Blake's largest-scale concerto is the Violin Concerto of 1993, commissioned by the Leeds City Council to celebrate the centenary of its charter, and named 'The Leeds'. A magnificent performance of it by the German violinist, Christiane Edinger, with Paul Daniel conducting the English Northern Philharmonia is recorded on ASV on a CD which also presents the suite for strings, A Month in the Country and Sinfonietta for brass. The Strad hailed the Violin Concerto in the most glowing terms possible: 'If Gorecki and Tavener have given us back tonality, then Blake - especially in his splendid Violin Concerto - has added melody, piquant but always tonal harmony, and traditional structures to the list of boons from the past…This is unequivocally great music, accessible, expressive, ravishingly beautiful.`
In 1993 Blake worked in Gothenburg, Sweden with the choreographer Robert North to develop The Snowman Ballet, a one-act work based on John Coates' cartoon film lasting about 55 minutes, which proved successful. However, having just completed the music for this, Blake was approached by Bill Alexander, the director of Birmingham Rep, who asked if it could be developed further. With North's permission, Blake and Alexander extended both score and scenario to 84 minutes and a production opened 4 days later than the ballet in Sweden. It was given the title 'The Snowman Stage Show' ,choreographed by Pat Garrett and directed by Bill Alexander.

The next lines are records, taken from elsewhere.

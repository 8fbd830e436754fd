//! # COCOP Meas - Measurement Message Codec for Rust
//!
//! A typed object model for measurement and observation data (categories,
//! counts, measurements, ranges, data records, arrays, time series) that
//! serialises to and from the O&M / SWE Common family of XML schemas.
//!
//! ## Features
//!
//! - **Closed item model**: every result shape is one variant of [`Item`],
//!   so dispatch is exhaustive and checked by the compiler
//! - **Two wire positions**: items encode differently as a top-level
//!   observation result and as a data-record field, and both round-trip
//! - **Validated construction**: UTC timestamps, ordered ranges, unique
//!   field names and typed array cells are enforced when values are built,
//!   not when they are encoded
//! - **Locatable decode errors**: nested failures carry the field, row or
//!   element they occurred in
//! - **Deterministic output**: encoding the same message twice yields
//!   identical bytes; document ids are derived hierarchically, never random
//!
//! ## Quick Start
//!
//! ```rust
//! use cocop_meas::{Item, Measurement, Observation, Result};
//!
//! fn example() -> Result<()> {
//!     // Wrap a measurement into an observation and put it on the wire.
//!     let mut observation = Observation::new(Item::from(Measurement::new("Cel", 22.5)));
//!     observation.set_feature_of_interest("plant/furnace1");
//!
//!     let bytes = observation.to_xml_bytes()?;
//!     let decoded = Observation::from_xml_bytes(&bytes)?;
//!     assert_eq!(decoded.result(), observation.result());
//!     Ok(())
//! }
//! # example().unwrap();
//! ```
//!
//! ## Data model
//!
//! An [`Observation`] binds one [`Item`] to its metadata (phenomenon and
//! result time, procedure, observed property, feature of interest and a
//! [`DataQuality`]). Items are either scalars (boolean, category, count,
//! measurement, text, time instant and the range forms), or composites:
//! [`DataRecord`] (named fields, recursive), [`Array`] (typed columns and
//! rows) and the two time-series kinds ([`TimeSeriesConstant`],
//! [`TimeSeriesFlexible`]).
//!
//! The thin request/response envelopes around the codec live in
//! [`envelope`]; [`envelope::Envelope::from_xml_bytes`] picks the right
//! decoder from the root element name.

pub mod array;
pub mod builder;
pub mod cache;
pub mod codec;
pub mod envelope;
pub mod error;
pub mod item;
pub mod observation;
pub mod primitives;
pub mod quality;
pub mod record;
pub mod timeseries;
pub mod xml;

// Re-export main types
pub use array::{Array, CellValue, Column, ColumnType};
pub use builder::ObservationBuilder;
pub use cache::{CodecCache, ResultCodec};
pub use envelope::{
    Envelope, GetObservationRequest, GetObservationResponse, InsertObservationRequest,
    InsertObservationResponse, RequestResult, RequestStatus, TaskOperation, TaskRequest,
    TaskResponse, TaskStatusCode, TaskStatusReport, TemporalFilter,
};
pub use error::{MeasError, Result};
pub use item::{
    CategoryRange, CountRange, Item, Measurement, MeasurementRange, TimeInstant, TimeRange,
    TypeTag,
};
pub use observation::Observation;
pub use quality::DataQuality;
pub use record::DataRecord;
pub use timeseries::{TimeSeriesConstant, TimeSeriesFlexible};

/// Media types of the wire documents
pub mod media_type {
    /// Generic XML payloads
    pub const XML: &str = "application/xml";
    /// O&M observation documents
    pub const OM_XML: &str = "application/om+xml";
}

In 1996 Howard was invited to compose and collaborate with Robert North on a 3-act ballet `Eva` for the newly-built Gothenburg Opera House for which he also conducted the first performances. Music for the Royal Shakespeare Company`s film of Midsummer Night`s Dream followed and shortly after that a set of 24 piano pieces in all the keys entitled `Lifecycle`, given its premiere in December 1996 in Gothenburg Opera by the composer. For a while Blake moved to the countryside of Sweden which he found inspiring, producing a Flute Concerto, a choral work for Chester Cathedral to Edith Sitwell's Still falls the rain, and a new animated film `The Bear` for Channel 4. This featured the first film recording of Charlotte Church, and Channel 4 filmed a one- hour documentary to couple with the film`s TV release on Christmas Eve 1998.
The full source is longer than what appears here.